Data section
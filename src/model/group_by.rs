use serde::{Deserialize, Serialize};

#[derive(Debug, Clone, PartialEq, Serialize, Deserialize)]
pub struct GroupByColumn {
    pub table_ref: Option<String>,
    pub column: String,
}
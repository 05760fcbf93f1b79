use crate::model::Literal;
use crate::parser::clauses::TextCollector;
use crate::parser::{ParseError, QueryCursor, WordComparer};

pub struct LiteralParser;

impl LiteralParser {
    /// Parses the value side of a condition: a number, quoted string,
    /// TRUE/FALSE/NULL, a `:name` placeholder, or a column reference.
    pub fn parse(cursor: &mut QueryCursor) -> Result<Literal, ParseError> {
        cursor.next_non_whitespace();
        let pivot = cursor.position;

        if cursor.eof() {
            return ParseError::new("expected a value", pivot, cursor).err();
        }

        let current = cursor.current();

        if current == '\'' || current == '"' {
            return Self::parse_string(cursor, current);
        }

        if current == ':' && WordComparer::is_word_char(cursor.peek(1)) {
            cursor.next();
            let name = TextCollector::collect(cursor)?;
            return Ok(Literal::Param(name));
        }

        if current.is_ascii_digit() || (current == '-' && cursor.peek(1).is_ascii_digit()) {
            return Self::parse_number(cursor);
        }

        if let Some(len) = cursor.comparers.b_true.matched_len(cursor) {
            cursor.jump(len);
            return Ok(Literal::Bool(true));
        }

        if let Some(len) = cursor.comparers.b_false.matched_len(cursor) {
            cursor.jump(len);
            return Ok(Literal::Bool(false));
        }

        if let Some(len) = cursor.comparers.null.matched_len(cursor) {
            cursor.jump(len);
            return Ok(Literal::Null);
        }

        let name = TextCollector::collect(cursor)
            .map_err(|_| ParseError::new("expected a value", pivot, cursor))?;

        if cursor.current() == '.' {
            cursor.next();
            let column = TextCollector::collect(cursor)?;
            return Ok(Literal::Column { table_ref: Some(name), name: column });
        }

        Ok(Literal::Column { table_ref: None, name })
    }

    fn parse_string(cursor: &mut QueryCursor, delimiter: char) -> Result<Literal, ParseError> {
        let pivot = cursor.position;
        cursor.next();

        let mut value = String::new();
        while !cursor.eof() {
            let current = cursor.current();
            if current == delimiter {
                if cursor.peek(1) == delimiter {
                    value.push(delimiter);
                    cursor.jump(2);
                    continue;
                }
                cursor.next();
                return Ok(Literal::Str(value));
            }
            value.push(current);
            cursor.next();
        }

        ParseError::new("unterminated string literal", pivot, cursor).err()
    }

    fn parse_number(cursor: &mut QueryCursor) -> Result<Literal, ParseError> {
        let pivot = cursor.position;

        if cursor.current() == '-' {
            cursor.next();
        }
        while cursor.current().is_ascii_digit() {
            cursor.next();
        }

        let mut is_float = false;
        if cursor.current() == '.' && cursor.peek(1).is_ascii_digit() {
            is_float = true;
            cursor.next();
            while cursor.current().is_ascii_digit() {
                cursor.next();
            }
        }

        let text = cursor.text_from_pivot(pivot);
        if is_float {
            text.parse::<f64>()
                .map(Literal::Float)
                .map_err(|_| ParseError::new("invalid number", pivot, cursor))
        } else {
            text.parse::<i64>()
                .map(Literal::Int)
                .map_err(|_| ParseError::new("invalid number", pivot, cursor))
        }
    }
}
impl SqlBuilder {
    pub fn build(query: &QueryStructure, options: &BuildOptions) -> BuildResult {
        let started = Instant::now();

        let Validation { errors, warnings } = if options.validate_syntax {
            validate(query, &options.dialect)
        } else {
            Validation::default()
        };

        let separator = if options.format_sql { "\n" } else { " " };
        let sql = Self::clause_strings(query, &options.dialect).join(separator);
        let parameters = extract_parameters(&sql);
        let build_time_ms = started.elapsed().as_secs_f64() * 1000.0;

        debug!(chars = sql.len(), errors = errors.len(), "built select statement");

        BuildResult {
            sql,
            valid: errors.is_empty(),
            errors,
            warnings,
            parameters,
            build_time_ms,
        }
    }

    fn clause_strings(query: &QueryStructure, dialect: &Dialect) -> Vec<String> {
        let mut clauses: Vec<String> = vec![];

        let items: Vec<String> = query
            .select_columns
            .iter()
            .map(|column| Self::render_select_column(column, dialect))
            .collect();
        let list = if items.is_empty() { "*".to_string() } else { items.join(", ") };
        if query.distinct {
            clauses.push(format!("SELECT DISTINCT {}", list));
        } else {
            clauses.push(format!("SELECT {}", list));
        }

        if !query.from_tables.is_empty() {
            let tables: Vec<String> = query
                .from_tables
                .iter()
                .map(|table| Self::render_table(&table.name, table.alias.as_deref(), dialect))
                .collect();
            clauses.push(format!("FROM {}", tables.join(", ")));
        }

        for join in &query.joins {
            clauses.push(Self::render_join(join, dialect));
        }

        if !query.where_conditions.is_empty() {
            clauses.push(format!(
                "WHERE {}",
                Self::render_conditions(&query.where_conditions, dialect)
            ));
        }

        if !query.group_by_columns.is_empty() {
            let columns: Vec<String> = query
                .group_by_columns
                .iter()
                .map(|column| Self::render_reference(column.table_ref.as_deref(), &column.column, dialect))
                .collect();
            clauses.push(format!("GROUP BY {}", columns.join(", ")));
        }

        if !query.having_conditions.is_empty() {
            clauses.push(format!(
                "HAVING {}",
                Self::render_conditions(&query.having_conditions, dialect)
            ));
        }

        if !query.order_by_columns.is_empty() {
            let columns: Vec<String> = query
                .order_by_columns
                .iter()
                .map(|column| {
                    let source = Self::render_source(
                        column.table_ref.as_deref(),
                        column.aggregate,
                        &column.column,
                        dialect,
                    );
                    format!("{} {}", source, column.direction)
                })
                .collect();
            clauses.push(format!("ORDER BY {}", columns.join(", ")));
        }

        if let Some(limit) = query.limit {
            clauses.push(format!("LIMIT {}", limit));
        }
        if let Some(offset) = query.offset {
            clauses.push(format!("OFFSET {}", offset));
        }

        clauses
    }

    fn render_reference(table_ref: Option<&str>, column: &str, dialect: &Dialect) -> String {
        match table_ref {
            Some(table) => format!("{}.{}", dialect.ident(table), dialect.ident(column)),
            None => dialect.ident(column),
        }
    }

    fn render_source(
        table_ref: Option<&str>,
        aggregate: Option<AggregateFunction>,
        column: &str,
        dialect: &Dialect,
    ) -> String {
        let reference = Self::render_reference(table_ref, column, dialect);
        match aggregate {
            Some(function) => format!("{}({})", function, reference),
            None => reference,
        }
    }

    fn render_select_column(column: &SelectColumn, dialect: &Dialect) -> String {
        let source =
            Self::render_source(column.table_ref.as_deref(), column.aggregate, &column.column, dialect);
        match &column.alias {
            Some(alias) => format!("{} AS {}", source, dialect.ident(alias)),
            None => source,
        }
    }

    fn render_table(name: &str, alias: Option<&str>, dialect: &Dialect) -> String {
        match alias {
            Some(alias) => format!("{} AS {}", dialect.ident(name), dialect.ident(alias)),
            None => dialect.ident(name),
        }
    }

    fn render_join(join: &JoinClause, dialect: &Dialect) -> String {
        let conditions: Vec<String> = join
            .conditions
            .iter()
            .map(|condition| {
                format!(
                    "{} {} {}",
                    Self::render_reference(Some(&condition.left_ref), &condition.left_column, dialect),
                    condition.operator,
                    Self::render_reference(Some(&condition.right_ref), &condition.right_column, dialect),
                )
            })
            .collect();

        format!(
            "{} {} ON {}",
            join.join_type,
            Self::render_table(&join.table, join.alias.as_deref(), dialect),
            conditions.join(" AND "),
        )
    }

    fn render_conditions(conditions: &[Condition], dialect: &Dialect) -> String {
        let mut rendered = String::new();

        for (index, condition) in conditions.iter().enumerate() {
            if index > 0 {
                // the first condition's connective is ignored by contract
                let connective = condition.logical_op.unwrap_or(LogicalOp::And);
                rendered.push_str(&format!(" {} ", connective));
            }
            rendered.push_str(&Self::render_condition(condition, dialect));
        }

        rendered
    }

    fn render_condition(condition: &Condition, dialect: &Dialect) -> String {
        let source = Self::render_source(
            condition.table_ref.as_deref(),
            condition.aggregate,
            &condition.column,
            dialect,
        );

        let body = match (&condition.operator, &condition.operand) {
            (ComparisonOp::Between, Operand::Range { min, max }) => {
                format!("{} BETWEEN {} AND {}", source, min, max)
            }
            (ComparisonOp::In, Operand::List(values)) => {
                let list: Vec<String> = values.iter().map(|value| value.to_string()).collect();
                format!("{} IN ({})", source, list.join(", "))
            }
            (ComparisonOp::IsNull, _) => format!("{} IS NULL", source),
            (ComparisonOp::IsNotNull, _) => format!("{} IS NOT NULL", source),
            (operator, Operand::Value(value)) => format!("{} {} {}", source, operator, value),
            // operand missing or mismatched; validation already reported it
            (operator, _) => format!("{} {}", source, operator),
        };

        if condition.negated {
            format!("NOT ({})", body)
        } else {
            body
        }
    }
}
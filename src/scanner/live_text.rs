use crate::scanner::ScanState;

/// A SQL text together with a per-character classification telling which
/// characters are live code and which belong to string literals or comments.
/// One left-to-right pass, no backtracking. An unterminated quote or comment
/// leaves the rest of the input in the open state, so the tail is never
/// mistaken for code.
#[derive(Debug, Clone)]
pub struct LiveText {
    chars: Vec<char>,
    states: Vec<ScanState>,
}

impl LiveText {
    pub fn new(text: &str) -> Self {
        let chars: Vec<char> = text.chars().collect();
        let mut states = vec![ScanState::Code; chars.len()];
        let mut state = ScanState::Code;

        let mut position = 0;
        while position < chars.len() {
            let current = chars[position];
            let next = chars.get(position + 1).copied();

            match state {
                ScanState::Code => {
                    if current == '\'' {
                        state = ScanState::SingleQuote;
                        states[position] = state;
                    } else if current == '"' {
                        state = ScanState::DoubleQuote;
                        states[position] = state;
                    } else if current == '-' && next == Some('-') {
                        states[position] = ScanState::LineComment;
                        states[position + 1] = ScanState::LineComment;
                        state = ScanState::LineComment;
                        position += 2;
                        continue;
                    } else if current == '/' && next == Some('*') {
                        states[position] = ScanState::BlockComment;
                        states[position + 1] = ScanState::BlockComment;
                        state = ScanState::BlockComment;
                        position += 2;
                        continue;
                    }
                }
                ScanState::SingleQuote => {
                    states[position] = ScanState::SingleQuote;
                    if current == '\'' {
                        if next == Some('\'') {
                            // SQL-standard escaped quote stays inside the literal
                            states[position + 1] = ScanState::SingleQuote;
                            position += 2;
                            continue;
                        }
                        state = ScanState::Code;
                    }
                }
                ScanState::DoubleQuote => {
                    states[position] = ScanState::DoubleQuote;
                    if current == '"' {
                        if next == Some('"') {
                            states[position + 1] = ScanState::DoubleQuote;
                            position += 2;
                            continue;
                        }
                        state = ScanState::Code;
                    }
                }
                ScanState::LineComment => {
                    if current == '\n' {
                        state = ScanState::Code;
                    } else {
                        states[position] = ScanState::LineComment;
                    }
                }
                ScanState::BlockComment => {
                    states[position] = ScanState::BlockComment;
                    if current == '*' && next == Some('/') {
                        states[position + 1] = ScanState::BlockComment;
                        state = ScanState::Code;
                        position += 2;
                        continue;
                    }
                }
            }

            position += 1;
        }

        Self { chars, states }
    }

    pub fn len(&self) -> usize {
        self.chars.len()
    }

    pub fn is_empty(&self) -> bool {
        self.chars.is_empty()
    }

    /// State at a character position; positions past the end read as code.
    pub fn state(&self, position: usize) -> ScanState {
        self.states.get(position).copied().unwrap_or(ScanState::Code)
    }

    pub fn is_live(&self, position: usize) -> bool {
        self.state(position).is_code()
    }

    /// The input with every non-code character replaced by a space, keeping
    /// all offsets stable.
    pub fn live_only(&self) -> String {
        self.chars
            .iter()
            .zip(self.states.iter())
            .map(|(ch, state)| if state.is_code() { *ch } else { ' ' })
            .collect()
    }

    /// Contiguous live-code runs as `(start_offset, text)` pairs. Text on the
    /// two sides of a literal or comment lands in separate spans and can never
    /// join into a false token.
    pub fn live_spans(&self) -> Vec<(usize, String)> {
        let mut spans = Vec::new();
        let mut start: Option<usize> = None;

        for position in 0..self.chars.len() {
            if self.states[position].is_code() {
                if start.is_none() {
                    start = Some(position);
                }
            } else if let Some(pivot) = start.take() {
                spans.push((pivot, self.chars[pivot..position].iter().collect()));
            }
        }

        if let Some(pivot) = start {
            spans.push((pivot, self.chars[pivot..].iter().collect()));
        }

        spans
    }

    pub fn into_parts(self) -> (Vec<char>, Vec<ScanState>) {
        (self.chars, self.states)
    }
}
use crate::model::{ComparisonOp, Condition, Literal, LogicalOp, Operand};
use crate::parser::clauses::{ColumnTerm, ComparisonScan, LiteralParser};
use crate::parser::{ParseError, Phase, QueryCursor};

/// Shared parser for WHERE and HAVING. Both clauses are a flat chain of
/// conditions split on top-level AND/OR, with the connective preceding each
/// condition recorded on it. BETWEEN consumes its own AND before the split
/// ever sees it.
pub struct ConditionParser;

impl ConditionParser {
    /// Parses a full condition chain, consuming the leading WHERE or HAVING
    /// keyword selected by `phase`.
    pub fn parse(cursor: &mut QueryCursor, phase: Phase) -> Result<Vec<Condition>, ParseError> {
        let matched = match phase {
            Phase::Where => cursor.comparers.r#where.matched_len(cursor),
            Phase::Having => cursor.comparers.having.matched_len(cursor),
            _ => None,
        };
        let Some(len) = matched else {
            return ParseError::new("expected WHERE or HAVING", cursor.position, cursor).err();
        };
        cursor.jump(len);

        let mut conditions: Vec<Condition> = vec![];
        let mut logical_op: Option<LogicalOp> = None;

        loop {
            let mut condition = Self::parse_single(cursor)?;
            condition.logical_op = logical_op;
            conditions.push(condition);

            cursor.next_non_whitespace();

            if let Some(len) = cursor.comparers.and.matched_len(cursor) {
                cursor.jump(len);
                logical_op = Some(LogicalOp::And);
                continue;
            }

            if let Some(len) = cursor.comparers.or.matched_len(cursor) {
                cursor.jump(len);
                logical_op = Some(LogicalOp::Or);
                continue;
            }

            if cursor.check_next_phase() {
                return Ok(conditions);
            }

            return ParseError::new("expected AND, OR, or end of clause", cursor.position, cursor)
                .err();
        }
    }

    /// Parses one condition: optional leading NOT (with optional
    /// parentheses), a column term with optional aggregate wrapper, then an
    /// operator-specific right side.
    pub fn parse_single(cursor: &mut QueryCursor) -> Result<Condition, ParseError> {
        cursor.next_non_whitespace();
        let pivot = cursor.position;

        let mut negated = false;
        let mut wrapped = false;

        if let Some(len) = cursor.comparers.not.matched_len(cursor) {
            cursor.jump(len);
            negated = true;
            cursor.next_non_whitespace();

            if cursor.current() == '(' {
                cursor.next();
                cursor.paren_depth += 1;
                wrapped = true;
            }
        }

        let term = ColumnTerm::parse(cursor, false)?;
        let mut condition = Condition {
            table_ref: term.table_ref,
            aggregate: term.aggregate,
            column: term.column,
            operator: ComparisonOp::Eq,
            operand: Operand::None,
            logical_op: None,
            negated,
        };

        cursor.next_non_whitespace();

        if let Some(len) = cursor.comparers.not_between.matched_len(cursor) {
            cursor.jump(len);
            condition.negated = true;
            Self::parse_between(cursor, &mut condition)?;
        } else if let Some(len) = cursor.comparers.between.matched_len(cursor) {
            cursor.jump(len);
            Self::parse_between(cursor, &mut condition)?;
        } else if let Some(len) = cursor.comparers.is_not_null.matched_len(cursor) {
            cursor.jump(len);
            condition.operator = ComparisonOp::IsNotNull;
        } else if let Some(len) = cursor.comparers.is_null.matched_len(cursor) {
            cursor.jump(len);
            condition.operator = ComparisonOp::IsNull;
        } else if let Some(len) = cursor.comparers.not_in.matched_len(cursor) {
            cursor.jump(len);
            condition.negated = true;
            condition.operator = ComparisonOp::In;
            condition.operand = Operand::List(Self::parse_list(cursor)?);
        } else if let Some(len) = cursor.comparers.r#in.matched_len(cursor) {
            cursor.jump(len);
            condition.operator = ComparisonOp::In;
            condition.operand = Operand::List(Self::parse_list(cursor)?);
        } else if let Some(len) = cursor.comparers.not_like.matched_len(cursor) {
            cursor.jump(len);
            condition.negated = true;
            condition.operator = ComparisonOp::Like;
            condition.operand = Operand::Value(LiteralParser::parse(cursor)?);
        } else if let Some(len) = cursor.comparers.like.matched_len(cursor) {
            cursor.jump(len);
            condition.operator = ComparisonOp::Like;
            condition.operand = Operand::Value(LiteralParser::parse(cursor)?);
        } else if let Some(operator) = ComparisonScan::check(cursor) {
            condition.operator = operator;
            condition.operand = Operand::Value(LiteralParser::parse(cursor)?);
        } else {
            return ParseError::new("unsupported condition operator", pivot, cursor).err();
        }

        if wrapped {
            cursor.next_non_whitespace();
            if cursor.current() != ')' {
                return ParseError::new("expected ')' after negated condition", pivot, cursor)
                    .err();
            }
            cursor.next();
            cursor.paren_depth -= 1;
        }

        Ok(condition)
    }

    fn parse_between(
        cursor: &mut QueryCursor,
        condition: &mut Condition,
    ) -> Result<(), ParseError> {
        condition.operator = ComparisonOp::Between;

        let min = LiteralParser::parse(cursor)?;

        cursor.next_non_whitespace();
        let Some(len) = cursor.comparers.and.matched_len(cursor) else {
            return ParseError::new(
                "BETWEEN requires AND between its bounds",
                cursor.position,
                cursor,
            )
            .err();
        };
        cursor.jump(len);

        let max = LiteralParser::parse(cursor)?;
        condition.operand = Operand::Range { min, max };

        Ok(())
    }

    fn parse_list(cursor: &mut QueryCursor) -> Result<Vec<Literal>, ParseError> {
        cursor.next_non_whitespace();
        if cursor.current() != '(' {
            return ParseError::new("expected '(' after IN", cursor.position, cursor).err();
        }
        cursor.next();
        cursor.paren_depth += 1;

        let mut values = vec![];
        loop {
            values.push(LiteralParser::parse(cursor)?);

            cursor.next_non_whitespace();
            match cursor.current() {
                ',' => cursor.next(),
                ')' => {
                    cursor.next();
                    cursor.paren_depth -= 1;
                    return Ok(values);
                }
                _ => {
                    return ParseError::new("expected ',' or ')' in IN list", cursor.position, cursor)
                        .err()
                }
            }
        }
    }
}
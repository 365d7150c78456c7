//! Naming of cached artifacts.

use std::{
    ffi::OsString,
    path::{Path, PathBuf},
};

/// Characters that can't appear in a file name on common filesystems.
const RESERVED: &[char] = &['\\', '/', ':', '*', '?', '"', '<', '>', '|'];

/// Shared basename for tracks lacking an artist or a title.
const FALLBACK_NAME: &str = "temp";

/// Build the extension-less cache path of a track: `<cache_dir>/<artist> - <title>`.
///
/// Reserved characters are replaced by `_`. If either `artist` or `title` is
/// empty every such track shares the same `temp` basename.
#[must_use]
pub fn cache_file(cache_dir: &Path, artist: &str, title: &str) -> PathBuf {
    if artist.is_empty() || title.is_empty() {
        return cache_dir.join(FALLBACK_NAME);
    }
    let name = format!("{artist} - {title}").replace(RESERVED, "_");
    cache_dir.join(name)
}

/// Append an extension without touching dots already present in the name.
///
/// [`Path::with_extension`] would turn `T.N.T` into `T.N.jpg`.
#[must_use]
pub fn with_appended_extension(path: &Path, extension: &str) -> PathBuf {
    let mut name = OsString::from(path);
    name.push(".");
    name.push(extension);
    PathBuf::from(name)
}

#[cfg(test)]
mod tests {
    use super::*;

    fn basename(path: &Path) -> &str {
        path.file_name().and_then(|n| n.to_str()).unwrap()
    }

    #[test]
    fn replaces_reserved_characters() {
        let path = cache_file(Path::new("/cache"), "AC/DC", "T.N.T");
        assert_eq!(path.parent(), Some(Path::new("/cache")));
        assert_eq!(basename(&path), "AC_DC - T.N.T");

        let path = cache_file(Path::new("/cache"), r#"a\b:c*d"#, r#"e?f"g<h>i|j"#);
        assert_eq!(basename(&path), "a_b_c_d - e_f_g_h_i_j");
    }

    #[test]
    fn empty_identity_falls_back() {
        assert_eq!(basename(&cache_file(Path::new("/cache"), "", "Title")), "temp");
        assert_eq!(basename(&cache_file(Path::new("/cache"), "Artist", "")), "temp");
        assert_eq!(basename(&cache_file(Path::new("/cache"), "", "")), "temp");
    }

    #[test]
    fn extension_is_appended() {
        let path = cache_file(Path::new("/cache"), "AC/DC", "T.N.T");
        assert_eq!(
            with_appended_extension(&path, "jpg"),
            Path::new("/cache/AC_DC - T.N.T.jpg")
        );
    }
}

To do
All that belongs in the answer is an exact copy of the lines from the start of the records above through the line with "pub fn parse(cursor: &mut QueryCursor)".

Answer
filename src/model/group_by.rs
use serde::{Deserialize, Serialize};

#[derive(Debug, Clone, PartialEq, Serialize, Deserialize)]
pub struct GroupByColumn {
    pub table_ref: Option<String>,
    pub column: String,
}
repository 05760fcbf93f1b79
use crate::model::Literal;
use crate::parser::clauses::TextCollector;
use crate::parser::{ParseError, QueryCursor, WordComparer};

pub struct LiteralParser;

impl LiteralParser {
    /// Parses the value side of a condition: a number, quoted string,
    /// TRUE/FALSE/NULL, a `:name` placeholder, or a column reference.
    pub fn parse(cursor: &mut QueryCursor) -> Result<Literal, ParseError> {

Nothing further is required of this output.